TASK:
Word for word, set down every line of the entries below from the line with "pub use plot::*;" to the line with "[0x0E, 0x11, 0x11, 0x0E, 0x11, 0x11, 0x0E], //", including both, and no other line.

Stored items from a collection
= Beginning of Section =
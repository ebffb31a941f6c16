//! # pianoroll
//!
//! MIDIファイルをピアノロール（音高×時間のベロシティ配列）に変換し、ヒートマップ画像として描画するクレート。
//!
//! ## モジュール
//!
//! - [`sequence`][]：MIDIファイルの読み込みとノート列への変換。
//! - [`tempo`][]：ティックから秒への変換。
//! - [`roll`][]：ピアノロールのサンプリングと音高範囲の切り出し。
//! - [`render`][]：ヒートマップ画像の描画と保存。
//! - [`colormap`][]：カラーマップ。
//!
//! 読み込みから保存までをまとめて行うには[`plot_piano_roll`]を使います。
mod axis;
mod font;
mod plot;
#[cfg(test)]
mod test_utils;

pub mod colormap;
pub mod render;
pub mod roll;
pub mod sequence;
pub mod tempo;

pub use colormap::ColorMap;
pub use plot::*;
pub use render::{FigureOptions, RenderError};
pub use roll::{OverlapPolicy, PianoRoll, RangeError, SampleError, SamplerOptions};
pub use sequence::{LoadError, Sequence, load_sequence};

/// 各段階のエラーをまとめたもの。
#[derive(Debug, thiserror::Error)]
pub enum Error {
    #[error(transparent)]
    Load(#[from] LoadError),
    #[error(transparent)]
    Sample(#[from] SampleError),
    #[error(transparent)]
    Range(#[from] RangeError),
    #[error(transparent)]
    Render(#[from] RenderError),
}
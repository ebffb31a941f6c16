//! 軸ラベル用の5x7ドットのビットマップフォント。

use image::{Rgb, RgbImage};

pub const GLYPH_WIDTH: u32 = 5;
pub const GLYPH_HEIGHT: u32 = 7;
/// 文字送り（グリフ幅＋1ドットの間隔）。
pub const ADVANCE: u32 = GLYPH_WIDTH + 1;

// 0x20〜0x7Eの各文字。1行5ビット、0x10が左端。
#[rustfmt::skip]
const GLYPHS: [[u8; 7]; 95] = [
    [0x00, 0x00, 0x00, 0x00, 0x00, 0x00, 0x00], // ' '
    [0x04, 0x04, 0x04, 0x04, 0x04, 0x00, 0x04], // !
    [0x0A, 0x0A, 0x0A, 0x00, 0x00, 0x00, 0x00], // "
    [0x0A, 0x0A, 0x1F, 0x0A, 0x1F, 0x0A, 0x0A], // #
    [0x04, 0x0F, 0x14, 0x0E, 0x05, 0x1E, 0x04], // $
    [0x18, 0x19, 0x02, 0x04, 0x08, 0x13, 0x03], // %
    [0x0C, 0x12, 0x14, 0x08, 0x15, 0x12, 0x0D], // &
    [0x0C, 0x04, 0x08, 0x00, 0x00, 0x00, 0x00], // '
    [0x02, 0x04, 0x08, 0x08, 0x08, 0x04, 0x02], // (
    [0x08, 0x04, 0x02, 0x02, 0x02, 0x04, 0x08], // )
    [0x00, 0x04, 0x15, 0x0E, 0x15, 0x04, 0x00], // *
    [0x00, 0x04, 0x04, 0x1F, 0x04, 0x04, 0x00], // +
    [0x00, 0x00, 0x00, 0x00, 0x0C, 0x04, 0x08], // ,
    [0x00, 0x00, 0x00, 0x1F, 0x00, 0x00, 0x00], // -
    [0x00, 0x00, 0x00, 0x00, 0x00, 0x0C, 0x0C], // .
    [0x00, 0x01, 0x02, 0x04, 0x08, 0x10, 0x00], // /
    [0x0E, 0x11, 0x13, 0x15, 0x19, 0x11, 0x0E], // 0
    [0x04, 0x0C, 0x04, 0x04, 0x04, 0x04, 0x0E], // 1
    [0x0E, 0x11, 0x01, 0x02, 0x04, 0x08, 0x1F], // 2
    [0x1F, 0x02, 0x04, 0x02, 0x01, 0x11, 0x0E], // 3
    [0x02, 0x06, 0x0A, 0x12, 0x1F, 0x02, 0x02], // 4
    [0x1F, 0x10, 0x1E, 0x01, 0x01, 0x11, 0x0E], // 5
    [0x06, 0x08, 0x10, 0x1E, 0x11, 0x11, 0x0E], // 6
    [0x1F, 0x01, 0x02, 0x04, 0x08, 0x08, 0x08], // 7
    [0x0E, 0x11, 0x11, 0x0E, 0x11, 0x11, 0x0E], // 8
    [0x0E, 0x11, 0x11, 0x0F, 0x01, 0x02, 0x0C], // 9
    [0x00, 0x0C, 0x0C, 0x00, 0x0C, 0x0C, 0x00], // :
    [0x00, 0x0C, 0x0C, 0x00, 0x0C, 0x04, 0x08], // ;
    [0x02, 0x04, 0x08, 0x10, 0x08, 0x04, 0x02], // <
    [0x00, 0x00, 0x1F, 0x00, 0x1F, 0x00, 0x00], // =
    [0x08, 0x04, 0x02, 0x01, 0x02, 0x04, 0x08], // >
    [0x0E, 0x11, 0x01, 0x02, 0x04, 0x00, 0x04], // ?
    [0x0E, 0x11, 0x01, 0x0D, 0x15, 0x15, 0x0E], // @
    [0x0E, 0x11, 0x11, 0x11, 0x1F, 0x11, 0x11], // A
    [0x1E, 0x11, 0x11, 0x1E, 0x11, 0x11, 0x1E], // B
    [0x0E, 0x11, 0x10, 0x10, 0x10, 0x11, 0x0E], // C
    [0x1C, 0x12, 0x11, 0x11, 0x11, 0x12, 0x1C], // D
    [0x1F, 0x10, 0x10, 0x1E, 0x10, 0x10, 0x1F], // E
    [0x1F, 0x10, 0x10, 0x1E, 0x10, 0x10, 0x10], // F
    [0x0E, 0x11, 0x10, 0x17, 0x11, 0x11, 0x0F], // G
    [0x11, 0x11, 0x11, 0x1F, 0x11, 0x11, 0x11], // H
    [0x0E, 0x04, 0x04, 0x04, 0x04, 0x04, 0x0E], // I
    [0x07, 0x02, 0x02, 0x02, 0x02, 0x12, 0x0C], // J
    [0x11, 0x12, 0x14, 0x18, 0x14, 0x12, 0x11], // K
    [0x10, 0x10, 0x10, 0x10, 0x10, 0x10, 0x1F], // L
    [0x11, 0x1B, 0x15, 0x15, 0x11, 0x11, 0x11], // M
    [0x11, 0x11, 0x19, 0x15, 0x13, 0x11, 0x11], // N
    [0x0E, 0x11, 0x11, 0x11, 0x11, 0x11, 0x0E], // O
    [0x1E, 0x11, 0x11, 0x1E, 0x10, 0x10, 0x10], // P
    [0x0E, 0x11, 0x11, 0x11, 0x15, 0x12, 0x0D], // Q
    [0x1E, 0x11, 0x11, 0x1E, 0x14, 0x12, 0x11], // R
    [0x0F, 0x10, 0x10, 0x0E, 0x01, 0x01, 0x1E], // S
    [0x1F, 0x04, 0x04, 0x04, 0x04, 0x04, 0x04], // T
    [0x11, 0x11, 0x11, 0x11, 0x11, 0x11, 0x0E], // U
    [0x11, 0x11, 0x11, 0x11, 0x11, 0x0A, 0x04], // V
    [0x11, 0x11, 0x11, 0x15, 0x15, 0x15, 0x0A], // W
    [0x11, 0x11, 0x0A, 0x04, 0x0A, 0x11, 0x11], // X
    [0x11, 0x11, 0x11, 0x0A, 0x04, 0x04, 0x04], // Y
    [0x1F, 0x01, 0x02, 0x04, 0x08, 0x10, 0x1F], // Z
    [0x0E, 0x08, 0x08, 0x08, 0x08, 0x08, 0x0E], // [
    [0x00, 0x10, 0x08, 0x04, 0x02, 0x01, 0x00], // \
    [0x0E, 0x02, 0x02, 0x02, 0x02, 0x02, 0x0E], // ]
    [0x04, 0x0A, 0x11, 0x00, 0x00, 0x00, 0x00], // ^
    [0x00, 0x00, 0x00, 0x00, 0x00, 0x00, 0x1F], // _
    [0x08, 0x04, 0x02, 0x00, 0x00, 0x00, 0x00], // `
    [0x00, 0x00, 0x0E, 0x01, 0x0F, 0x11, 0x0F], // a
    [0x10, 0x10, 0x16, 0x19, 0x11, 0x11, 0x1E], // b
    [0x00, 0x00, 0x0E, 0x10, 0x10, 0x11, 0x0E], // c
    [0x01, 0x01, 0x0D, 0x13, 0x11, 0x11, 0x0F], // d
    [0x00, 0x00, 0x0E, 0x11, 0x1F, 0x10, 0x0E], // e
    [0x06, 0x09, 0x08, 0x1C, 0x08, 0x08, 0x08], // f
    [0x00, 0x0F, 0x11, 0x11, 0x0F, 0x01, 0x0E], // g
    [0x10, 0x10, 0x16, 0x19, 0x11, 0x11, 0x11], // h
    [0x04, 0x00, 0x0C, 0x04, 0x04, 0x04, 0x0E], // i
    [0x02, 0x00, 0x06, 0x02, 0x02, 0x12, 0x0C], // j
    [0x10, 0x10, 0x12, 0x14, 0x18, 0x14, 0x12], // k
    [0x0C, 0x04, 0x04, 0x04, 0x04, 0x04, 0x0E], // l
    [0x00, 0x00, 0x1A, 0x15, 0x15, 0x11, 0x11], // m
    [0x00, 0x00, 0x16, 0x19, 0x11, 0x11, 0x11], // n
    [0x00, 0x00, 0x0E, 0x11, 0x11, 0x11, 0x0E], // o
    [0x00, 0x00, 0x1E, 0x11, 0x1E, 0x10, 0x10], // p
    [0x00, 0x00, 0x0D, 0x13, 0x0F, 0x01, 0x01], // q
    [0x00, 0x00, 0x16, 0x19, 0x10, 0x10, 0x10], // r
    [0x00, 0x00, 0x0E, 0x10, 0x0E, 0x01, 0x1E], // s
    [0x08, 0x08, 0x1C, 0x08, 0x08, 0x09, 0x06], // t
    [0x00, 0x00, 0x11, 0x11, 0x11, 0x13, 0x0D], // u
    [0x00, 0x00, 0x11, 0x11, 0x11, 0x0A, 0x04], // v
    [0x00, 0x00, 0x11, 0x11, 0x15, 0x15, 0x0A], // w
    [0x00, 0x00, 0x11, 0x0A, 0x04, 0x0A, 0x11], // x
    [0x00, 0x00, 0x11, 0x11, 0x0F, 0x01, 0x0E], // y
    [0x00, 0x00, 0x1F, 0x02, 0x04, 0x08, 0x1F], // z
    [0x02, 0x04, 0x04, 0x08, 0x04, 0x04, 0x02], // {
    [0x04, 0x04, 0x04, 0x04, 0x04, 0x04, 0x04], // |
    [0x08, 0x04, 0x04, 0x02, 0x04, 0x04, 0x08], // }
    [0x00, 0x00, 0x08, 0x15, 0x02, 0x00, 0x00], // ~
];

fn glyph(c: char) -> &'static [u8; 7] {
    let index = match c {
        ' '..='~' => c as usize - 0x20,
        _ => '?' as usize - 0x20,
    };
    &GLYPHS[index]
}

/// `scale`倍で描画したときの文字列の幅（末尾の字間は含まない）。
pub fn text_width(text: &str, scale: u32) -> u32 {
    let count = text.chars().count() as u32;
    if count == 0 {
        return 0;
    }
    (count * ADVANCE - 1) * scale
}

pub fn text_height(scale: u32) -> u32 {
    GLYPH_HEIGHT * scale
}

/// 向き。
#[derive(Debug, Clone, Copy, PartialEq, Eq)]
pub enum Orientation {
    Horizontal,
    /// 反時計回りに90度回転（下から上に読む）。
    Vertical,
}

/// 文字列を描画します。`(x, y)`は描画範囲の左上。画像からはみ出した部分は無視されます。
pub fn draw_text(
    image: &mut RgbImage,
    x: i64,
    y: i64,
    text: &str,
    scale: u32,
    orientation: Orientation,
    color: Rgb<u8>,
) {
    let scale = scale as i64;
    let width = text_width(text, scale as u32) as i64;
    for (i, c) in text.chars().enumerate() {
        let rows = glyph(c);
        let offset = i as i64 * ADVANCE as i64 * scale;
        for (row, bits) in rows.iter().enumerate() {
            for column in 0..GLYPH_WIDTH as i64 {
                if bits & (0x10 >> column) == 0 {
                    continue;
                }
                // グリフ内の座標（左上原点）
                let gx = offset + column * scale;
                let gy = row as i64 * scale;
                let (px, py) = match orientation {
                    Orientation::Horizontal => (x + gx, y + gy),
                    Orientation::Vertical => (x + gy, y + width - gx - scale),
                };
                fill_rect(image, px, py, scale, scale, color);
            }
        }
    }
}

/// 矩形を塗りつぶします。画像からはみ出した部分は無視されます。
pub fn fill_rect(image: &mut RgbImage, x: i64, y: i64, width: i64, height: i64, color: Rgb<u8>) {
    let x0 = x.clamp(0, image.width() as i64);
    let y0 = y.clamp(0, image.height() as i64);
    let x1 = (x + width).clamp(0, image.width() as i64);
    let y1 = (y + height).clamp(0, image.height() as i64);
    for py in y0..y1 {
        for px in x0..x1 {
            image.put_pixel(px as u32, py as u32, color);
        }
    }
}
= End of Section =
ANSWER TO THIS PROBLEM:
pub use plot::*;
pub use render::{FigureOptions, RenderError};
pub use roll::{OverlapPolicy, PianoRoll, RangeError, SampleError, SamplerOptions};
pub use sequence::{LoadError, Sequence, load_sequence};

/// 各段階のエラーをまとめたもの。
#[derive(Debug, thiserror::Error)]
pub enum Error {
    #[error(transparent)]
    Load(#[from] LoadError),
    #[error(transparent)]
    Sample(#[from] SampleError),
    #[error(transparent)]
    Range(#[from] RangeError),
    #[error(transparent)]
    Render(#[from] RenderError),
}
repository ebffb31a941f6c16
//! 軸ラベル用の5x7ドットのビットマップフォント。

use image::{Rgb, RgbImage};

pub const GLYPH_WIDTH: u32 = 5;
pub const GLYPH_HEIGHT: u32 = 7;
/// 文字送り（グリフ幅＋1ドットの間隔）。
pub const ADVANCE: u32 = GLYPH_WIDTH + 1;

// 0x20〜0x7Eの各文字。1行5ビット、0x10が左端。
#[rustfmt::skip]
const GLYPHS: [[u8; 7]; 95] = [
    [0x00, 0x00, 0x00, 0x00, 0x00, 0x00, 0x00], // ' '
    [0x04, 0x04, 0x04, 0x04, 0x04, 0x00, 0x04], // !
    [0x0A, 0x0A, 0x0A, 0x00, 0x00, 0x00, 0x00], // "
    [0x0A, 0x0A, 0x1F, 0x0A, 0x1F, 0x0A, 0x0A], // #
    [0x04, 0x0F, 0x14, 0x0E, 0x05, 0x1E, 0x04], // $
    [0x18, 0x19, 0x02, 0x04, 0x08, 0x13, 0x03], // %
    [0x0C, 0x12, 0x14, 0x08, 0x15, 0x12, 0x0D], // &
    [0x0C, 0x04, 0x08, 0x00, 0x00, 0x00, 0x00], // '
    [0x02, 0x04, 0x08, 0x08, 0x08, 0x04, 0x02], // (
    [0x08, 0x04, 0x02, 0x02, 0x02, 0x04, 0x08], // )
    [0x00, 0x04, 0x15, 0x0E, 0x15, 0x04, 0x00], // *
    [0x00, 0x04, 0x04, 0x1F, 0x04, 0x04, 0x00], // +
    [0x00, 0x00, 0x00, 0x00, 0x0C, 0x04, 0x08], // ,
    [0x00, 0x00, 0x00, 0x1F, 0x00, 0x00, 0x00], // -
    [0x00, 0x00, 0x00, 0x00, 0x00, 0x0C, 0x0C], // .
    [0x00, 0x01, 0x02, 0x04, 0x08, 0x10, 0x00], // /
    [0x0E, 0x11, 0x13, 0x15, 0x19, 0x11, 0x0E], // 0
    [0x04, 0x0C, 0x04, 0x04, 0x04, 0x04, 0x0E], // 1
    [0x0E, 0x11, 0x01, 0x02, 0x04, 0x08, 0x1F], // 2
    [0x1F, 0x02, 0x04, 0x02, 0x01, 0x11, 0x0E], // 3
    [0x02, 0x06, 0x0A, 0x12, 0x1F, 0x02, 0x02], // 4
    [0x1F, 0x10, 0x1E, 0x01, 0x01, 0x11, 0x0E], // 5
    [0x06, 0x08, 0x10, 0x1E, 0x11, 0x11, 0x0E], // 6
    [0x1F, 0x01, 0x02, 0x04, 0x08, 0x08, 0x08], // 7
    [0x0E, 0x11, 0x11, 0x0E, 0x11, 0x11, 0x0E], // 8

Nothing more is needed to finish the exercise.